(Beginning of MATERIALS PROVIDED)
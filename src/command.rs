//! Line commands understood by the terminal chat.

/// One parsed line of REPL input.
#[derive(Debug, Clone, Copy, PartialEq, Eq)]
pub enum Command<'a> {
    Quit,
    New,
    Threads,
    Switch(&'a str),
    /// A known command with missing or bad arguments; carries the usage text.
    Usage(&'static str),
    /// Plain text for the assistant.
    Send(&'a str),
}

impl<'a> Command<'a> {
    /// Parses a trimmed, non-empty input line.
    pub fn parse(line: &'a str) -> Self {
        match line.split_once(' ').unwrap_or((line, "")) {
            ("/quit", _) | ("/exit", _) => Command::Quit,
            ("/new", _) => Command::New,
            ("/threads", _) => Command::Threads,
            ("/switch", thread_id) if !thread_id.trim().is_empty() => {
                Command::Switch(thread_id.trim())
            }
            ("/switch", _) => Command::Usage("usage: /switch <thread id>"),
            _ => Command::Send(line),
        }
    }
}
(End of MATERIALS PROVIDED)
**EXERCISE BRIEF**
Print each line of the data exactly as it was written.

**RESPONSE TO THE EXERCISE**
filename src/command.rs
//! Line commands understood by the terminal chat.

/// One parsed line of REPL input.
#[derive(Debug, Clone, Copy, PartialEq, Eq)]
pub enum Command<'a> {
    Quit,
    New,
    Threads,
    Switch(&'a str),
    /// A known command with missing or bad arguments; carries the usage text.
    Usage(&'static str),
    /// Plain text for the assistant.
    Send(&'a str),
}

impl<'a> Command<'a> {
    /// Parses a trimmed, non-empty input line.
    pub fn parse(line: &'a str) -> Self {
        match line.split_once(' ').unwrap_or((line, "")) {
            ("/quit", _) | ("/exit", _) => Command::Quit,
            ("/new", _) => Command::New,
            ("/threads", _) => Command::Threads,
            ("/switch", thread_id) if !thread_id.trim().is_empty() => {
                Command::Switch(thread_id.trim())
            }
            ("/switch", _) => Command::Usage("usage: /switch <thread id>"),
            _ => Command::Send(line),
        }
    }
}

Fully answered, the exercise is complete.